UniProtKB/Swiss-Prot Summary: Forms a channel that mediates water and glycerol transport across cell membranes at neutral pH [PMID: 9405233, PMID: 11952783, PMID: 30423801, PMID: 30420639]. The channel is also permeable to urea [PMID: 9405233]. Plays an important role in body energy homeostasis under conditions that promote lipid catabolism, giving rise to glycerol and free fatty acids. Mediates glycerol export from adipocytes. After release into the blood stream, glycerol is used for gluconeogenesis in the liver to maintain normal blood glucose levels and prevent fasting hypoglycemia. Required for normal glycerol reabsorption in the kidney.
Predicted location: Membrane, Intracellular (different isoforms) [https://www.proteinatlas.org/ENSG00000165269/subcellular]

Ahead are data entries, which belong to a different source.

//! Error types for the widget crate.
//!
//! Activation deliberately degrades to silent no-ops when collaborators are
//! gone, so very little here can fail. The fallible surface is limited to
//! addressing buttons by index.

use thiserror::Error;

/// Errors reported by [`EditorToolbar`](crate::toolbar::EditorToolbar).
#[derive(Debug, Clone, PartialEq, Eq, Error)]
pub enum ToolbarError {
    /// A button index was out of range for the current configuration.
    #[error("button index {index} out of range (toolbar has {count} buttons)")]
    ButtonIndex { index: usize, count: usize },
}

/// Convenience alias for toolbar operations.
pub type Result<T> = std::result::Result<T, ToolbarError>;
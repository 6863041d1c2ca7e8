//! The host delegate boundary.
//!
//! Some options need UI the toolbar cannot provide: color pickers, file
//! pickers, link entry. Those options name a [`HostCapability`], and the
//! toolbar forwards activation to the host's [`ToolbarDelegate`]. Every
//! method has a default no-op body so hosts implement only the capabilities
//! they surface in their configuration.

use crate::toolbar::EditorToolbar;

/// Option behavior that escalates to the host rather than the editor.
#[derive(Debug, Clone, Copy, PartialEq, Eq, Hash)]
pub enum HostCapability {
    /// Present a foreground color picker.
    TextColor,
    /// Present a background color picker.
    BackgroundColor,
    /// Present an image picker or prompt.
    InsertImage,
    /// Present a link prompt.
    InsertLink,
}

/// Receives escalated option activations from a toolbar.
///
/// The toolbar holds delegates weakly. Dropping the host silently disables
/// escalation without tearing down the toolbar.
pub trait ToolbarDelegate {
    /// The text color option was activated.
    fn change_text_color(&self, _toolbar: &EditorToolbar) {}

    /// The background color option was activated.
    fn change_background_color(&self, _toolbar: &EditorToolbar) {}

    /// The insert image option was activated.
    fn insert_image(&self, _toolbar: &EditorToolbar) {}

    /// The insert link option was activated.
    fn insert_link(&self, _toolbar: &EditorToolbar) {}

    /// Route a capability to its handler method.
    fn handle(&self, capability: HostCapability, toolbar: &EditorToolbar) {
        match capability {
            HostCapability::TextColor => self.change_text_color(toolbar),
            HostCapability::BackgroundColor => self.change_background_color(toolbar),
            HostCapability::InsertImage => self.insert_image(toolbar),
            HostCapability::InsertLink => self.insert_link(toolbar),
        }
    }
}

#[cfg(test)]
mod tests {
    use std::cell::RefCell;

    use super::*;

    struct PartialHost {
        links: RefCell<u32>,
    }

    impl ToolbarDelegate for PartialHost {
        fn insert_link(&self, _toolbar: &EditorToolbar) {
            *self.links.borrow_mut() += 1;
        }
    }

    #[test]
    fn test_unimplemented_capabilities_are_no_ops() {
        let host = PartialHost { links: RefCell::new(0) };
        let toolbar = EditorToolbar::new();
        host.handle(HostCapability::TextColor, &toolbar);
        host.handle(HostCapability::InsertImage, &toolbar);
        assert_eq!(*host.links.borrow(), 0);
        host.handle(HostCapability::InsertLink, &toolbar);
        assert_eq!(*host.links.borrow(), 1);
    }
}
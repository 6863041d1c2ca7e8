//! The editor boundary.
//!
//! The toolbar never owns an editor. It holds a non-owning handle to
//! something implementing [`RichEditor`] and applies [`EditorCommand`]s to
//! it when buttons are tapped. The trait is the full formatting command
//! surface; `apply` dispatches a command value onto the matching method so
//! the toolbar's tap path stays a single call.

use tracing::trace;

use inkbar_core::logging::targets;

use crate::option::ToolbarOption;

/// Horizontal text alignment.
#[derive(Debug, Clone, Copy, PartialEq, Eq, Hash)]
pub enum TextAlignment {
    Left,
    Center,
    Right,
}

/// A formatting command the toolbar can apply to its editor.
#[derive(Debug, Clone, Copy, PartialEq, Eq)]
pub enum EditorCommand {
    /// Strip all formatting from the selection.
    RemoveFormat,
    Undo,
    Redo,
    ToggleBold,
    ToggleItalic,
    ToggleSubscript,
    ToggleSuperscript,
    ToggleStrikethrough,
    ToggleUnderline,
    /// Apply a header level (1-6).
    SetHeader(u8),
    Indent,
    Outdent,
    ToggleOrderedList,
    ToggleUnorderedList,
    Align(TextAlignment),
}

/// The formatting surface of a rich text editor.
///
/// Implementors own all editing state. The toolbar drives this trait through
/// [`RichEditor::apply`] and never inspects editor content.
pub trait RichEditor {
    fn remove_format(&mut self);
    fn undo(&mut self);
    fn redo(&mut self);
    fn toggle_bold(&mut self);
    fn toggle_italic(&mut self);
    fn toggle_subscript(&mut self);
    fn toggle_superscript(&mut self);
    fn toggle_strikethrough(&mut self);
    fn toggle_underline(&mut self);
    fn set_header(&mut self, level: u8);
    fn indent(&mut self);
    fn outdent(&mut self);
    fn toggle_ordered_list(&mut self);
    fn toggle_unordered_list(&mut self);
    fn align(&mut self, alignment: TextAlignment);

    /// Options active at the caret or selection, for the toolbar's
    /// selection synchronizer. Editors that cannot report format state
    /// keep the default and leave every button unselected.
    fn active_options(&self) -> Vec<ToolbarOption> {
        Vec::new()
    }

    /// Dispatch a command value onto the matching method.
    fn apply(&mut self, command: EditorCommand) {
        trace!(target: targets::DISPATCH, ?command, "applying editor command");
        match command {
            EditorCommand::RemoveFormat => self.remove_format(),
            EditorCommand::Undo => self.undo(),
            EditorCommand::Redo => self.redo(),
            EditorCommand::ToggleBold => self.toggle_bold(),
            EditorCommand::ToggleItalic => self.toggle_italic(),
            EditorCommand::ToggleSubscript => self.toggle_subscript(),
            EditorCommand::ToggleSuperscript => self.toggle_superscript(),
            EditorCommand::ToggleStrikethrough => self.toggle_strikethrough(),
            EditorCommand::ToggleUnderline => self.toggle_underline(),
            EditorCommand::SetHeader(level) => self.set_header(level),
            EditorCommand::Indent => self.indent(),
            EditorCommand::Outdent => self.outdent(),
            EditorCommand::ToggleOrderedList => self.toggle_ordered_list(),
            EditorCommand::ToggleUnorderedList => self.toggle_unordered_list(),
            EditorCommand::Align(alignment) => self.align(alignment),
        }
    }
}
use criterion::{black_box, criterion_group, criterion_main, BenchmarkId, Criterion};
use kdsampler::{BoundingBox, KdTree};
use rand::prelude::*;
use rand::rngs::StdRng;

fn build_tree(count: usize) -> KdTree<3> {
    let mut tree = KdTree::new(BoundingBox::new([0.0; 3], [100.0; 3]));
    let mut rng = StdRng::seed_from_u64(123456789);
    for _ in 0..count {
        let p = [rng.r#gen::<f64>() * 100.0, rng.r#gen::<f64>() * 100.0, rng.r#gen::<f64>() * 100.0];
        tree.add(p, rng.r#gen::<f64>());
    }
    tree
}

fn benchmark_sample(c: &mut Criterion) {
    let mut group = c.benchmark_group("sample");
    for &size in &[1_000usize, 100_000] {
        let tree = build_tree(size);

        group.bench_with_input(BenchmarkId::new("single", size), &tree, |b, tree| {
            let mut rng = StdRng::seed_from_u64(1);
            b.iter(|| black_box(tree.sample(&mut rng)))
        });

        group.bench_with_input(BenchmarkId::new("batch_10000", size), &tree, |b, tree| {
            b.iter(|| black_box(tree.sample_many(10_000, 1)))
        });
    }
    group.finish();
}

criterion_group!(benches, benchmark_sample);
criterion_main!(benches);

- Glycerol efflux from adipocytes is regulated by the aquaglyceroporin AQP7, which is translocated upon hormone stimulation. Biochemical analyses combined with ex vivo studies in human primary adipocytes, demonstrate that perilipin 1 binds to AQP7, and that catecholamine activated protein kinase A phosphorylates the N-terminus of AQP7, thereby reducing complex formation. These data suggest that AQP7 mobility in adipocytes is dependent on perilipin 1 and protein kinase A [PMID: 27832861].
- AQP7 expression levels were decreased, whereas p38 and JNK mitogen-activated protein kinases (MAPKs) were activated in a model of high-fat diet in streptozocin-induced diabetic rats and in vitro in response to hyperglycemia and hyperlipidemia. Treatment with an antidiabetic agent, metformin, suppressed the p38 and JNK pathways, thereby upregulating pancreatic AQP7 expression and promoting glycerol influx into pancreatic beta-cells and subsequent insulin secretion in type 2 diabetes mellitus [PMID: 34303707].
- AQP7 plays a key role in glycerol permeability, as the inhibition of AQP7 resulted in a 55% decrease in glycerol diffusion across the sperm membrane. Importantly, this glycerol permeability impairment was evident in spermatozoa from asthenozoospermic individuals, suggesting the dysregulation of AQP7-mediated glycerol transport, despite similar AQP7 levels. Conversely, the AQP7 expression increased in capacitated sperm, compared to non-capacitated sperm. Hence, AQP7-mediated permeability may serve as a valuable indicator of sperm motility, and be crucial in sperm function [PMID: 37566082].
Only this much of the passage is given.